How Fr. Weinandy decided to write his letter of complaint to Pope Francis
He explains his critical letter to Pope Francis:
In Rome in late May of 2017, arriving early for a meeting of Vatican theologians, Fr. Thomas Weinandy took himself to prayer “about the . . . state of the Church and the anxieties [he] had about the present Pontificate.”
He spent most of an afternoon in St. Peter’s,
beseeching Jesus and Mary, St. Peter and all of the saintly popes who are buried there to do something to rectify the confusion and turmoil within the Church today, a chaos and an uncertainty that I felt Pope Francis had himself caused . . . and pondering whether [to] write and publish something expressing my concerns and anxiety.
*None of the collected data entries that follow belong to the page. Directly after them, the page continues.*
#![forbid(unsafe_code)]

use async_trait::async_trait;
use config::Config;
use kernel::ScoreMap;
use kernel::model::{InfraFeature, InfraProperties, LineGeometry, Position};
use orchestrator::{ControlEvent, Datasets, Error, ScoreLoader, Viewer};
use std::collections::{HashMap, HashSet};
use std::sync::Arc;
use std::sync::atomic::{AtomicUsize, Ordering};
use std::time::Duration;
use tokio::sync::mpsc;
use tokio_util::sync::CancellationToken;

/// Answers after a per-year delay with a single `seg-<year>` score.
#[derive(Default)]
struct DelayedLoader {
    delays: HashMap<i32, Duration>,
    failing: HashSet<i32>,
    panicking: HashSet<i32>,
    calls: AtomicUsize,
}

impl DelayedLoader {
    fn with_delays(delays: &[(i32, u64)]) -> Self {
        Self {
            delays: delays
                .iter()
                .map(|&(year, ms)| (year, Duration::from_millis(ms)))
                .collect(),
            ..Default::default()
        }
    }

    fn calls(&self) -> usize {
        self.calls.load(Ordering::SeqCst)
    }
}

#[async_trait]
impl ScoreLoader for DelayedLoader {
    async fn load(&self, year: i32, _datasets: &Datasets) -> Result<ScoreMap, Error> {
        self.calls.fetch_add(1, Ordering::SeqCst);
        let delay = self.delays.get(&year).copied().unwrap_or_default();
        tokio::time::sleep(delay).await;
        if self.panicking.contains(&year) {
            panic!("scores for {year} are corrupt");
        }
        if self.failing.contains(&year) {
            return Err(Error::InvalidUrl(format!("scores/{year}.json")));
        }
        Ok([(format!("seg-{year}"), 0.5)].into_iter().collect())
    }
}

fn datasets(latest: i32) -> Datasets {
    let infrastructure = (2018..=latest)
        .map(|year| {
            InfraFeature::new(
                format!("seg-{year}"),
                LineGeometry::LineString(vec![
                    Position::new(4.83, 45.75),
                    Position::new(4.84, 45.76),
                ]),
                InfraProperties {
                    delivery_year: Some(year),
                    ..Default::default()
                },
            )
        })
        .collect();
    Datasets {
        infrastructure,
        ..Default::default()
    }
}

fn viewer(loader: &Arc<DelayedLoader>) -> Viewer {
    Viewer::new(Config::default(), datasets(2022), loader.clone())
}

#[tokio::test(start_paused = true)]
async fn later_selection_wins_when_it_resolves_first() {
    let loader = Arc::new(DelayedLoader::with_delays(&[(2019, 500), (2021, 10)]));
    let mut viewer = viewer(&loader);

    viewer.select_year(2019);
    let latest = viewer.select_year(2021);
    viewer.settle().await;

    let state = viewer.state();
    assert_eq!(state.year, 2021);
    assert_eq!(state.generation, latest);
    assert_eq!(state.scores_year, Some(2021));
    assert_eq!(state.scores.get("seg-2021"), Some(0.5));
    assert_eq!(state.scores.get("seg-2019"), None);
    assert!(!state.loading);
}

#[tokio::test(start_paused = true)]
async fn later_selection_wins_when_it_resolves_last() {
    let loader = Arc::new(DelayedLoader::with_delays(&[(2019, 10), (2021, 500)]));
    let mut viewer = viewer(&loader);

    viewer.select_year(2019);
    // let the first load finish and report before the second selection
    tokio::time::sleep(Duration::from_millis(50)).await;
    viewer.select_year(2021);
    viewer.settle().await;

    let state = viewer.state();
    assert_eq!(state.year, 2021);
    assert_eq!(state.scores_year, Some(2021));
    assert_eq!(state.scores.get("seg-2019"), None);
    assert_eq!(loader.calls(), 2);
}

#[tokio::test(start_paused = true)]
async fn failed_load_shows_no_data() {
    let loader = Arc::new(DelayedLoader {
        failing: HashSet::from([2020]),
        ..Default::default()
    });
    let mut viewer = viewer(&loader);

    viewer.select_year(2021);
    viewer.settle().await;
    assert_eq!(viewer.state().scores.len(), 1);

    viewer.select_year(2020);
    assert!(viewer.state().loading);
    viewer.settle().await;

    let state = viewer.state();
    assert_eq!(state.year, 2020);
    assert!(state.scores.is_empty());
    assert_eq!(state.scores_year, None);
    assert!(!state.loading);

    let view = state.view(&viewer.config().layers);
    assert_eq!(view.unscored(), view.infrastructure.len());
}

#[tokio::test(start_paused = true)]
async fn reselecting_loaded_year_does_not_fetch() {
    let loader = Arc::new(DelayedLoader::default());
    let mut viewer = viewer(&loader);

    viewer.select_year(2021);
    viewer.settle().await;
    assert_eq!(loader.calls(), 1);

    viewer.select_year(2021);
    assert!(!viewer.is_loading());
    assert!(viewer.state().is_settled());
    assert_eq!(loader.calls(), 1);
}

#[tokio::test(start_paused = true)]
async fn selections_are_clamped() {
    let loader = Arc::new(DelayedLoader::default());
    let mut viewer = viewer(&loader);
    assert_eq!(viewer.year(), 2022);
    assert_eq!(viewer.range().min, 2014);

    viewer.select_year(1990);
    assert_eq!(viewer.year(), 2014);
    viewer.select_year(2100);
    assert_eq!(viewer.year(), 2022);

    let mut config = Config::default();
    config.view.default_year = Some(2019);
    let viewer = Viewer::new(config, datasets(2022), loader.clone());
    assert_eq!(viewer.year(), 2019);
}

#[tokio::test(start_paused = true)]
async fn run_loop_serves_control_events() {
    let loader = Arc::new(DelayedLoader::with_delays(&[(2019, 300), (2021, 20)]));
    let mut viewer = viewer(&loader);
    let mut states = viewer.subscribe();
    let (control_tx, control_rx) = mpsc::unbounded_channel();
    let cancel = CancellationToken::new();

    let engine = tokio::spawn({
        let cancel = cancel.clone();
        async move {
            viewer.run_until(cancel, control_rx).await;
            viewer
        }
    });

    control_tx.send(ControlEvent::SelectYear(2019)).unwrap();
    control_tx.send(ControlEvent::SelectYear(2021)).unwrap();
    let state = states
        .wait_for(|state| state.year == 2021 && state.is_settled())
        .await
        .unwrap()
        .clone();
    assert_eq!(state.scores.get("seg-2021"), Some(0.5));

    control_tx.send(ControlEvent::Reload(datasets(2023))).unwrap();
    states
        .wait_for(|state| state.datasets.infrastructure.len() == 6 && state.is_settled())
        .await
        .unwrap();

    cancel.cancel();
    let viewer = engine.await.unwrap();
    assert_eq!(viewer.range().max, 2023);
    assert_eq!(viewer.year(), 2021);
    assert!(loader.calls() >= 2);
}

#[tokio::test(start_paused = true)]
async fn run_loop_survives_a_panicking_load() {
    let loader = Arc::new(DelayedLoader {
        panicking: HashSet::from([2020]),
        ..Default::default()
    });
    let mut viewer = viewer(&loader);
    let mut states = viewer.subscribe();
    let (control_tx, control_rx) = mpsc::unbounded_channel();
    let cancel = CancellationToken::new();

    let engine = tokio::spawn({
        let cancel = cancel.clone();
        async move { viewer.run_until(cancel, control_rx).await }
    });

    control_tx.send(ControlEvent::SelectYear(2021)).unwrap();
    states
        .wait_for(|state| state.year == 2021 && state.is_settled())
        .await
        .unwrap();

    control_tx.send(ControlEvent::SelectYear(2020)).unwrap();
    let state = states
        .wait_for(|state| state.year == 2020 && !state.loading)
        .await
        .unwrap()
        .clone();
    assert!(state.scores.is_empty());
    assert_eq!(state.scores_year, None);

    control_tx.send(ControlEvent::SelectYear(2019)).unwrap();
    let state = states
        .wait_for(|state| state.year == 2019 && state.is_settled())
        .await
        .unwrap()
        .clone();
    assert_eq!(state.scores.get("seg-2019"), Some(0.5));

    cancel.cancel();
    engine.await.unwrap();
}

#[tokio::test(start_paused = true)]
async fn settle_survives_a_panicking_load() {
    let loader = Arc::new(DelayedLoader {
        panicking: HashSet::from([2020]),
        ..Default::default()
    });
    let mut viewer = viewer(&loader);

    viewer.select_year(2020);
    viewer.settle().await;

    let state = viewer.state();
    assert!(!state.loading);
    assert!(state.scores.is_empty());
    assert_eq!(state.scores_year, None);
}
A few days later, the meeting completed, he “went again to St. Peter’s and prayed in the same manner.”
That night, he couldn’t sleep. Unable to get Francis off his mind, at 1:15 he left his room and went outside “for a short time.”
Back in his room, he made a deal with Jesus in a cri de coeur, asking for a sign, specifying in detail:
Tomorrow morning I am going to Saint Mary Major’s to pray and then I am going to Saint John Lateran. After that I am coming back to Saint Peter’s to have lunch with a seminary friend of mine.
At which time, he specified the sign:
I must meet someone that I know but have not seen in a very long time and would never expect to see in Rome at this time. That person cannot be from the United States, Canada or Great Britain. Moreover, that person has to say to me in the course of our conversation, ‘Keep up the good writing’.
Please. Who did Fr. W. think he was, setting parameters to the Savior? More to the point, who did he think the Savior is? What, in short did he believe and was ready to act on? And now prepared to announce to the world?
Continuing the story:
The next morning I did all of the above and by the time I met my seminarian friend for lunch what I had asked the Lord the following night was no longer in the forefront of my mind.
Then:
. . . [T]owards the end of the meal an archbishop appeared between two parked cars right in front of our table (we were sitting outside). I had not seen him for over twenty years, long before he became an archbishop. We recognized one another immediately.
My heavens.
What made his appearance even more unusual was that because of his recent personal circumstances [he’d been ill]. I would [not] have expected to see him in Rome or anywhere else [except] in his own archdiocese.
Which is in none of the above mentioned lands.
The conversation:
We spoke about his coming to Rome and caught up on what we were doing. I . . . introduced him to my seminarian friend. He said to my friend that [he and I] had met a long time ago and that he had, at that time, just finished reading my book on the immutability of God and the Incarnation.*
He told my friend that it was an excellent book, that it helped him sort out the issue, and that my friend should read the book.
Then?
Then he turned to me and said: “Keep up the good writing.”
The sign had been shown.
I decided to write [the] letter [to the Pope], which I intended then to publish unless [the Pope] adequately addressed the issues I raised.
He wrote the letter. Two months later he got word from the Vatican Secretariat of State that Pope Francis had got it, but no response from Francis.
As for his sign from Jesus, he found added signficance in its involving an archbishop, which gave the sign “apostolic mandate.”
By the way, the book mentioned by the archbishop on the immutability of God and the Incarnation is Does God Suffer? University of Notre Dame Press, 2000.
Finally, coming from a world of religion reporting for a daily newspaper after one of immersion in religious life, I must say I can’t get over Fr. Weinandy in his simple recounting of a spiritual experience, of asking God for a sign and the rest.
He’s a long-time, highly esteemed professional theologian, and yet he talks that way for public consumption. The letter was one thing — it cost him two jobs and was daring to begin with.
But this testimony to prayer and God as responder to it is something worth noting. Carefully.